Cinque anni dopo Utopia, Björk (1965) torna con un nuovo album in studio, Fossora. In mezzo ci sono stati vari singoli e un EP in collaborazione con Fever Ray e The Knife, Country Creatures (con dei remix di Features Creatures), ma un vero e proprio album era molto atteso, anche perché l'artista islandese non aveva mai fatto attendere così a lungo il suo pubblico. Di certo hanno influito su tutto il processo creativo due fatti, uno universale e un altro personale: se la concezione dei brani è avvenuta in Islanda durante il lockdown causato dalla pandemia, poco prima Björk ha dovuto affrontare il lutto per la morte della madre, avvenuta nel 2018 dopo una lunga malattia. Fossora, quindi, è un album piuttosto intimo, emozionale e in cui c’è anche spazio per la sofferenza.
Tra universale e personale, tra elettronico e classico: quest'album è una via di mezzo tra l'emozione privata e commovente e i ritmi pop e semplici cui la cantante ci aveva abituato in precedenza.
Durante l’ascolto delle 13 tracce ci si rende presto conto di come questa volta Björk abbia puntato con più decisione sul suo lato più “colto” e orchestrale: da tanti anni ce n'era una testimonianza nella sua musica, ma qui c'è una virata verso una forma "operistica" a scapito soprattutto di certi slanci pop e, in parte, anche di quei tappeti sonori eterei e leggeri su cui ci aveva abituato a sentirla cantare (rintracciabili più che altro nell’emozionante brano di chiusura, Her Mother’s House). La continuità rispetto ai dischi precedenti si trova più che altro in certe atmosfere oscure e nei suoni e ritmi elettronici a cui l’artista islandese ha rinunciato di rado durante la sua lunga carriera (in questo senso l’esempio più facile da fare è il progetto speciale con il trio Guðmundar Ingólfssonar che ha dato vita a Gling-Gló, un album jazz). In Fossora i ritmi più sostenuti, in alcuni passaggi, danno vita a uno stile che l'artista ha battezzato "techno biologica" ed è frutto della sua collaborazione con il duo indonesiano Gabber Modus Operandi, che raggiunge il culmine nella martellante title-track del disco. Poi a dare un'impronta determinante alla musica, a renderla in più passaggi letteralmente drammatica, ci sono un sestetto di clarinetti che si chiama Murmuri, dei fiati, degli archi e una serie di parti corali a cui partecipano anche i figli di Björk, Sindri Eldon Þórsson e Isadora Bjarkardóttir Barney.

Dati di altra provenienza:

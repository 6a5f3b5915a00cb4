use rust_decimal::Decimal;
use serde::{Deserialize, Serialize};

use crate::config::EngineConfig;
use crate::decimal::{Money, Rate};
use crate::errors::Result;
use crate::loan::LoanInput;

/// canonical 15-vs-30-year comparison terms
pub const DEFAULT_COMPARISON_TERMS: [u32; 2] = [15, 30];

/// decomposition of one monthly payment
///
/// carries the echoed loan parameters (`annual_rate`, `term_years`,
/// `loan_amount`) so an amortization schedule can be rebuilt from the
/// breakdown alone, without re-passing the original input
#[derive(Debug, Clone, PartialEq, Serialize, Deserialize)]
pub struct MonthlyBreakdown {
    pub principal_and_interest: Money,
    pub property_tax: Money,
    pub home_insurance: Money,
    pub extra_fees: Money,
    pub annual_rate: Rate,
    pub term_years: u32,
    pub loan_amount: Money,
}

impl MonthlyBreakdown {
    /// full monthly payment
    pub fn total(&self) -> Money {
        self.principal_and_interest + self.property_tax + self.home_insurance + self.extra_fees
    }

    /// recurring monthly costs outside principal and interest
    pub fn fees_and_tax(&self) -> Money {
        self.property_tax + self.home_insurance + self.extra_fees
    }

    pub fn number_of_payments(&self) -> u32 {
        self.term_years * 12
    }
}

/// point-in-time mortgage estimate
#[derive(Debug, Clone, PartialEq, Serialize, Deserialize)]
pub struct MortgageResult {
    /// breakdown sum: P&I + tax + insurance + extra fees
    pub monthly_payment: Money,
    /// nominal cash outlay over the loan's life, down payment included
    pub total_cost: Money,
    /// amount financed
    pub total_principal: Money,
    /// P&I paid over the full term, less the amount financed
    pub total_interest: Money,
    /// `None` when square footage was absent or non-positive
    pub cost_per_square_foot: Option<Money>,
    pub breakdown: MonthlyBreakdown,
}

/// two independent estimates of the same loan at different terms;
/// `results[i]` corresponds to `terms_years[i]`
#[derive(Debug, Clone, PartialEq, Serialize, Deserialize)]
pub struct LoanComparison {
    pub terms_years: [u32; 2],
    pub results: [MortgageResult; 2],
}

impl LoanComparison {
    /// extra paid per month on the second term relative to the first
    pub fn monthly_payment_difference(&self) -> Money {
        self.results[1].monthly_payment - self.results[0].monthly_payment
    }

    /// extra lifetime cost of the second term relative to the first
    pub fn total_cost_difference(&self) -> Money {
        self.results[1].total_cost - self.results[0].total_cost
    }
}

/// pure mortgage estimate calculator
///
/// stateless apart from the tax/insurance configuration; every call is an
/// independent synchronous computation
#[derive(Debug, Clone, Copy, Default)]
pub struct MortgageEngine {
    config: EngineConfig,
}

impl MortgageEngine {
    pub fn new(config: EngineConfig) -> Self {
        Self { config }
    }

    pub fn config(&self) -> &EngineConfig {
        &self.config
    }

    /// compute the full estimate for one loan
    pub fn calculate(&self, input: &LoanInput) -> Result<MortgageResult> {
        input.validate()?;

        let loan_amount = input.loan_amount();
        let periods = input.number_of_payments();
        let principal_and_interest = annuity_payment(loan_amount, input.monthly_rate(), periods);

        let monthly = Decimal::from(12);
        let property_tax = (input.home_price * self.config.property_tax_rate.as_decimal()) / monthly;
        let home_insurance =
            (input.home_price * self.config.home_insurance_rate.as_decimal()) / monthly;

        let breakdown = MonthlyBreakdown {
            principal_and_interest,
            property_tax,
            home_insurance,
            extra_fees: input.monthly_extra_fees,
            annual_rate: input.annual_rate,
            term_years: input.term_years,
            loan_amount,
        };

        let n = Decimal::from(periods);
        let monthly_payment = breakdown.total();
        let total_cost = monthly_payment * n + input.actual_down_payment();
        let total_interest = principal_and_interest * n - loan_amount;
        let cost_per_square_foot = input
            .effective_square_footage()
            .map(|sqft| total_cost / sqft);

        Ok(MortgageResult {
            monthly_payment,
            total_cost,
            total_principal: loan_amount,
            total_interest,
            cost_per_square_foot,
            breakdown,
        })
    }

    /// canonical 15-vs-30-year comparison
    pub fn compare_standard(&self, input: &LoanInput) -> Result<LoanComparison> {
        self.compare(input, DEFAULT_COMPARISON_TERMS)
    }

    /// estimate the same loan at two terms, everything else held constant
    pub fn compare(&self, input: &LoanInput, terms_years: [u32; 2]) -> Result<LoanComparison> {
        let first = self.calculate(&input.with_term(terms_years[0]))?;
        let second = self.calculate(&input.with_term(terms_years[1]))?;

        Ok(LoanComparison {
            terms_years,
            results: [first, second],
        })
    }
}

/// fixed-rate annuity payment: P = L * r * (1+r)^n / ((1+r)^n - 1)
///
/// branches explicitly on the degenerate cases the closed form cannot
/// handle: a fully covered loan pays nothing, a zero periodic rate
/// amortizes linearly
pub fn annuity_payment(loan_amount: Money, monthly_rate: Rate, periods: u32) -> Money {
    if !loan_amount.is_positive() || periods == 0 {
        return Money::ZERO;
    }

    if monthly_rate.is_zero() {
        return loan_amount / Decimal::from(periods);
    }

    let compound = monthly_rate.compound_factor(periods);
    let numerator = loan_amount.as_decimal() * monthly_rate.as_decimal() * compound;
    let denominator = compound - Decimal::ONE;

    Money::from_decimal(numerator / denominator)
}

#[cfg(test)]
mod tests {
    use super::*;
    use crate::loan::DownPayment;
    use rust_decimal_macros::dec;

    fn standard_input() -> LoanInput {
        LoanInput {
            home_price: Money::from_major(300_000),
            square_footage: Some(dec!(2000)),
            down_payment: DownPayment::Percentage(dec!(20)),
            annual_rate: Rate::from_percent(dec!(4.5)),
            term_years: 30,
            monthly_extra_fees: Money::from_major(100),
        }
    }

    #[test]
    fn test_annuity_matches_closed_form() {
        // 240k at 4.5% over 30 years: canonical P&I is ~1216
        let result = MortgageEngine::default().calculate(&standard_input()).unwrap();
        let p_i = result.breakdown.principal_and_interest;

        let diff = (p_i - Money::from_major(1216)).abs();
        assert!(diff < Money::from_major(1), "P&I was {p_i}");
    }

    #[test]
    fn test_breakdown_components() {
        let result = MortgageEngine::default().calculate(&standard_input()).unwrap();
        let breakdown = &result.breakdown;

        // 1.2% of 300k / 12 and 0.5% of 300k / 12
        assert_eq!(breakdown.property_tax, Money::from_major(300));
        assert_eq!(breakdown.home_insurance, Money::from_major(125));
        assert_eq!(breakdown.extra_fees, Money::from_major(100));
        assert_eq!(result.monthly_payment, breakdown.total());
        assert_eq!(breakdown.loan_amount, Money::from_major(240_000));
        assert_eq!(breakdown.term_years, 30);
    }

    #[test]
    fn test_total_cost_includes_down_payment() {
        let result = MortgageEngine::default().calculate(&standard_input()).unwrap();
        let expected =
            result.monthly_payment * Decimal::from(360) + Money::from_major(60_000);
        assert_eq!(result.total_cost, expected);
    }

    #[test]
    fn test_totals_consistency() {
        let result = MortgageEngine::default().calculate(&standard_input()).unwrap();
        let n = Decimal::from(result.breakdown.number_of_payments());

        let lhs = result.total_principal + result.total_interest;
        let rhs = result.breakdown.principal_and_interest * n;
        assert!((lhs - rhs).abs() < Money::from_str_exact("0.000001").unwrap());
    }

    #[test]
    fn test_zero_rate_annuity_fallback() {
        let payment = annuity_payment(Money::from_major(240_000), Rate::ZERO, 360);
        assert_eq!(payment, Money::from_str_exact("666.666667").unwrap());

        // exactly divisible case
        let payment = annuity_payment(Money::from_major(120_000), Rate::ZERO, 120);
        assert_eq!(payment, Money::from_major(1000));
    }

    #[test]
    fn test_full_down_payment_degenerates_to_zero_payment() {
        let input = LoanInput {
            down_payment: DownPayment::Percentage(dec!(100)),
            ..standard_input()
        };
        let result = MortgageEngine::default().calculate(&input).unwrap();

        assert_eq!(result.total_principal, Money::ZERO);
        assert_eq!(result.breakdown.principal_and_interest, Money::ZERO);
        assert_eq!(result.total_interest, Money::ZERO);
        // tax, insurance, and fees still apply
        assert_eq!(result.monthly_payment, Money::from_major(525));
    }

    #[test]
    fn test_overpaid_down_payment_skips_annuity() {
        let input = LoanInput {
            down_payment: DownPayment::Amount(Money::from_major(350_000)),
            ..standard_input()
        };
        let result = MortgageEngine::default().calculate(&input).unwrap();

        assert!(result.total_principal.is_negative());
        assert_eq!(result.breakdown.principal_and_interest, Money::ZERO);
    }

    #[test]
    fn test_missing_square_footage_suppresses_metric() {
        let mut input = standard_input();
        input.square_footage = None;
        let result = MortgageEngine::default().calculate(&input).unwrap();
        assert_eq!(result.cost_per_square_foot, None);

        input.square_footage = Some(dec!(-5));
        let result = MortgageEngine::default().calculate(&input).unwrap();
        assert_eq!(result.cost_per_square_foot, None);
    }

    #[test]
    fn test_cost_per_square_foot() {
        let result = MortgageEngine::default().calculate(&standard_input()).unwrap();
        let per_sqft = result.cost_per_square_foot.unwrap();
        assert_eq!(per_sqft, result.total_cost / dec!(2000));
    }

    #[test]
    fn test_invalid_input_rejected_before_computation() {
        let input = LoanInput {
            home_price: Money::from_major(-1000),
            ..standard_input()
        };
        assert!(MortgageEngine::default().calculate(&input).is_err());
    }

    #[test]
    fn test_comparison_order_and_invariants() {
        let engine = MortgageEngine::default();
        let comparison = engine.compare_standard(&standard_input()).unwrap();

        assert_eq!(comparison.terms_years, [15, 30]);
        assert_eq!(comparison.results[0].breakdown.term_years, 15);
        assert_eq!(comparison.results[1].breakdown.term_years, 30);

        let shorter = &comparison.results[0];
        let longer = &comparison.results[1];

        // same amount financed, strictly less interest on the shorter term
        assert_eq!(shorter.total_principal, longer.total_principal);
        assert!(shorter.total_interest < longer.total_interest);

        // longer term trades a lower monthly payment for a higher lifetime cost
        assert!(comparison.monthly_payment_difference().is_negative());
        assert!(comparison.total_cost_difference().is_positive());
    }

    #[test]
    fn test_config_override_changes_tax() {
        let config = EngineConfig::new(
            Rate::from_percent(dec!(1.0)),
            Rate::from_percent(dec!(0.5)),
        );
        let result = MortgageEngine::new(config)
            .calculate(&standard_input())
            .unwrap();
        assert_eq!(result.breakdown.property_tax, Money::from_major(250));
    }

    #[test]
    fn test_result_serde_round_trip() {
        let result = MortgageEngine::default().calculate(&standard_input()).unwrap();
        let json = serde_json::to_string(&result).unwrap();
        let back: MortgageResult = serde_json::from_str(&json).unwrap();
        assert_eq!(result, back);
    }
}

In generale non si tratta di un ascolto semplice ma senza dubbio è piuttosto suggestivo, come quando, nella prima parte, ci si imbatte in Mycelia, brano che prende il titolo dall'apparato vegetativo dei funghi (usati come metafora anche in altre parti del disco): due minuti di ondeggianti “giochi” vocali-elettronici con un elegante effetto psichedelico che, creando una sorta di leggerezza, introducono l’ascoltatore ad affrontare un’intensa coppia di canzoni dedicate alla madre, una scritta prima della morte, Sorrowful Soil, e una dopo, Ancestress.
Fossora è un album di cui, con ogni probabilità, si potrà godere più che altro dal vivo, idealmente a teatro, perché è un concentrato di sostanza musicale ed emozioni e crea non poche aspettative immaginare Björk circondata da un’orchestra eseguirlo davanti a un pubblico attento.